Rapid Extrusion, No Pericision
The patient had an existing crown with extremely unsightly corrosion tattooing of the gingival margin. Conventional gingival surgery was contraindicated, as the resulting gingival margin would be unacceptably high and differ considerably from that of the adjacent teeth. The adjacent teeth were acid etched and a piece of rectangular arch wire 0.018 x 0.022 inch (0.4 x 0.45 mm) (Unitech Catalogue Number 500-165) was adapted and attached to them using acid etched retained composite resin. Prior to attachment, a chain elastic was placed over the wire. A temporary crown was fabricated for the lateral incisor to incorporate a small buccal hook. The crown was cemented with Tempbond. The chain elastic was attached to the hook and within 20 days eruption had occurred, pulling with it the gingivae. As a general rule the tension applied to these elastics should be such that they form an oval shape, without the two sides touching (Fig 24-2b). The crown was shortened to ensure no occlusal trauma occurred (Fig 24-2c). The extrusion continued until there was sufficient attached gingivae for a good gingival margin contour after the removal of the tattoo and the associated post surgical shrinkage. The excess gingiva was excised with the electrosurgical device. Following healing, the new gingival contour matched the original contour, without the black tattoo. The tooth was stabilized in its new position for six weeks, a temporary crown made and a new porcelain crown was fabricated six months later (Fig 24-2d).

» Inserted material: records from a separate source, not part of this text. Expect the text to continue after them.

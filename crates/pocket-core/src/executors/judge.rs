//! Remote judge backend
//!
//! Each call is a self-contained cycle against a Judge0-compatible service:
//! submit the source, then poll the submission by token until it reaches a
//! terminal status or the attempt ceiling is hit. The client keeps nothing but
//! its configuration between calls, so one instance can serve concurrent runs.

use async_trait::async_trait;
use reqwest::{Client, RequestBuilder};
use serde::{Deserialize, Serialize};
use std::time::{Duration, Instant};

use super::{CodeExecutor, ExecutionResult};
use crate::config::JudgeConfig;
use crate::errors::ExecutorError;

/// Judge language ids for the identifiers this client knows about.
///
/// Ids are the Judge0 CE ones (`GET /languages`); in particular kotlin is 78
/// and swift is 83, not the 63/82 pairing seen in older client maps.
pub const JUDGE_LANGUAGE_IDS: &[(&str, u32)] = &[
    ("c", 50),
    ("cpp", 54),
    ("go", 57),
    ("java", 62),
    ("javascript", 63),
    ("php", 68),
    ("python", 71),
    ("ruby", 72),
    ("rust", 73),
    ("typescript", 74),
    ("kotlin", 78),
    ("swift", 83),
];

/// Status ids up to this value mean the submission is queued or running.
const STATUS_IN_PROGRESS_MAX: u32 = 2;
const STATUS_ACCEPTED: u32 = 3;

const API_KEY_HEADER: &str = "X-RapidAPI-Key";
const API_HOST_HEADER: &str = "X-RapidAPI-Host";

pub fn judge_language_id(language: &str) -> Option<u32> {
    let language = language.to_lowercase();
    JUDGE_LANGUAGE_IDS
        .iter()
        .find(|(name, _)| *name == language)
        .map(|(_, id)| *id)
}

#[derive(Debug, Serialize)]
struct SubmissionRequest<'a> {
    source_code: &'a str,
    language_id: u32,
    stdin: &'a str,
    expected_output: &'a str,
    compile_only: bool,
}

#[derive(Debug, Deserialize)]
struct SubmissionToken {
    token: String,
}

#[derive(Debug, Deserialize)]
struct SubmissionStatus {
    id: u32,
    #[serde(default)]
    description: Option<String>,
}

#[derive(Debug, Deserialize)]
struct SubmissionResult {
    #[serde(default)]
    status: Option<SubmissionStatus>,
    #[serde(default)]
    stdout: Option<String>,
    #[serde(default)]
    stderr: Option<String>,
    #[serde(default)]
    compile_output: Option<String>,
    #[serde(default)]
    exit_code: Option<i32>,
}
//! Integration tests for linkbundle
//!
//! These drive the store, storage and codec together through the public API.

#[path = "../common/mod.rs"]
pub mod common;

pub mod data_transfer;
pub mod persistence;
pub mod share_flow;
pub mod store_invariants;
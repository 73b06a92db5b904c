use crate::config::Config;
use crate::models::AppState;
use chrono::Utc;
use std::fs;
use std::io;
use std::path::{Path, PathBuf};
use thiserror::Error;
use tracing::{debug, warn};

/// Fixed name of the single slot the whole state lives in
pub const STATE_FILE_NAME: &str = "bundle-app-state.json";

#[derive(Debug, Error)]
pub enum StorageError {
    #[error("could not determine a data directory")]
    NoDataDir,

    #[error("failed to serialize state: {0}")]
    Serialize(#[from] serde_json::Error),

    #[error("{action} {}: {source}", .path.display())]
    Io {
        action: &'static str,
        path: PathBuf,
        #[source]
        source: io::Error,
    },
}

impl StorageError {
    fn io(action: &'static str, path: &Path, source: io::Error) -> Self {
        StorageError::Io {
            action,
            path: path.to_path_buf(),
            source,
        }
    }
}

/// What reading the state slot found
#[derive(Debug, Clone, PartialEq)]
pub enum SlotContents {
    Loaded(AppState),
    /// Nothing was saved, or the unusable contents were copied aside
    Empty,
    /// The slot exists but could be neither read nor copied
    Locked,
}

/// Storage Manager for the persisted application state
#[derive(Debug, Clone)]
pub struct StorageManager {
    data_dir: PathBuf,
    state_file: PathBuf,
    pretty: bool,
}

impl StorageManager {
    /// Resolve the data directory from the config and make sure it exists
    pub fn new(config: &Config) -> Result<Self, StorageError> {
        let data_dir = config.data_dir().ok_or(StorageError::NoDataDir)?;
        let mut storage = Self::with_dir(data_dir)?;
        storage.pretty = config.pretty_state;
        Ok(storage)
    }

    pub fn with_dir(data_dir: impl Into<PathBuf>) -> Result<Self, StorageError> {
        let data_dir = data_dir.into();
        fs::create_dir_all(&data_dir)
            .map_err(|e| StorageError::io("failed to create", &data_dir, e))?;

        Ok(Self {
            state_file: data_dir.join(STATE_FILE_NAME),
            data_dir,
            pretty: true,
        })
    }

    /// Load the saved state.
    ///
    /// `None` means nothing usable is stored. See `read_slot` for how an
    /// unreadable slot is handled.
    pub fn load(&self) -> Option<AppState> {
        match self.read_slot() {
            SlotContents::Loaded(state) => Some(state),
            SlotContents::Empty | SlotContents::Locked => None,
        }
    }

    /// Read the slot and say whether it may be overwritten.
    ///
    /// Any slot that exists but cannot be used (bad UTF-8, bad JSON, an I/O
    /// error) is copied aside first. If even the copy fails the slot is
    /// reported as `Locked` and must be left alone.
    pub fn read_slot(&self) -> SlotContents {
        let content = match fs::read(&self.state_file) {
            Ok(content) => content,
            Err(e) if e.kind() == io::ErrorKind::NotFound => return SlotContents::Empty,
            Err(e) => {
                warn!(path = %self.state_file.display(), error = %e, "Failed to read saved state");
                return self.set_aside();
            }
        };

        match serde_json::from_slice(&content) {
            Ok(state) => SlotContents::Loaded(state),
            Err(e) => {
                warn!(
                    path = %self.state_file.display(),
                    error = %e,
                    "Saved state is corrupt, starting fresh"
                );
                self.set_aside()
            }
        }
    }

    fn set_aside(&self) -> SlotContents {
        match self.quarantine_corrupt() {
            Ok(path) => {
                warn!(path = %path.display(), "Kept a copy of the unusable state");
                SlotContents::Empty
            }
            Err(e) => {
                warn!(
                    error = %e,
                    "Failed to keep a copy of the unusable state, leaving it in place"
                );
                SlotContents::Locked
            }
        }
    }

    /// Replace the stored state with `state`.
    ///
    /// The new content goes to a sibling temp file that is then renamed over
    /// the slot, so a reader sees either the old value or the new one.
    pub fn save(&self, state: &AppState) -> Result<(), StorageError> {
        let content = if self.pretty {
            serde_json::to_string_pretty(state)?
        } else {
            serde_json::to_string(state)?
        };

        let tmp_file = self.state_file.with_extension("json.tmp");
        fs::write(&tmp_file, content)
            .map_err(|e| StorageError::io("failed to write", &tmp_file, e))?;
        fs::rename(&tmp_file, &self.state_file)
            .map_err(|e| StorageError::io("failed to replace", &self.state_file, e))?;

        debug!(path = %self.state_file.display(), links = state.links.len(), "Saved state");
        Ok(())
    }

    /// Backup the state slot to a timestamped file
    pub fn backup(&self) -> Result<PathBuf, StorageError> {
        let backup_dir = self.data_dir.join("backups");
        fs::create_dir_all(&backup_dir)
            .map_err(|e| StorageError::io("failed to create", &backup_dir, e))?;

        let timestamp = Utc::now().format("%Y%m%d_%H%M%S");
        let backup_file = backup_dir.join(format!("backup_{}.json", timestamp));

        fs::copy(&self.state_file, &backup_file)
            .map_err(|e| StorageError::io("failed to copy", &self.state_file, e))?;

        Ok(backup_file)
    }

    fn quarantine_corrupt(&self) -> Result<PathBuf, StorageError> {
        let timestamp = Utc::now().format("%Y%m%d_%H%M%S");
        let target = self
            .data_dir
            .join(format!("bundle-app-state.corrupt-{}.json", timestamp));

        fs::copy(&self.state_file, &target)
            .map_err(|e| StorageError::io("failed to copy", &self.state_file, e))?;
        Ok(target)
    }

    pub fn data_directory(&self) -> &Path {
        &self.data_dir
    }

    pub fn state_file(&self) -> &Path {
        &self.state_file
    }
}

Fig. 24-2 Rapid extrusion – no pericision.
Rapid Extrusion with Pericision
Tooth 24 had fractured with subsequent subgingival caries of the root face (Fig 24-3a). Restoration without extrusion would have resulted in a subosseous crown margin. A cobalt chromium casting was fabricated, a post placed in the root face and a temporary crown made with a buccal hook. Rapid extrusion was accomplished by means of a chain elastic, anchorage being achieved by cementing the cobalt chromium casting to the adjacent teeth with temporary cement; the elastic passed over a hook extension of the casting (Figs 24-3b–c). Pericision at fortnightly intervals allowed the root to erupt without movement of the gingival margin, with the carious lesion of the root moving in eight weeks from a subosseous to a supraosseous location. Follwoing extrusion, caries was removed from the root face, the tooth was retained in its extruded position for a further six weeks and a crown fabricated (Fig 24-3d). Conceivably, arch wires could have been attached with composite resin to the adjacent porcelain crowns by means of hydrofluoric acid etching and silane coupling, but the restorations would have been damaged on removal of the composite resin.
Fig. 24-3 Rapid extrusion with pericision.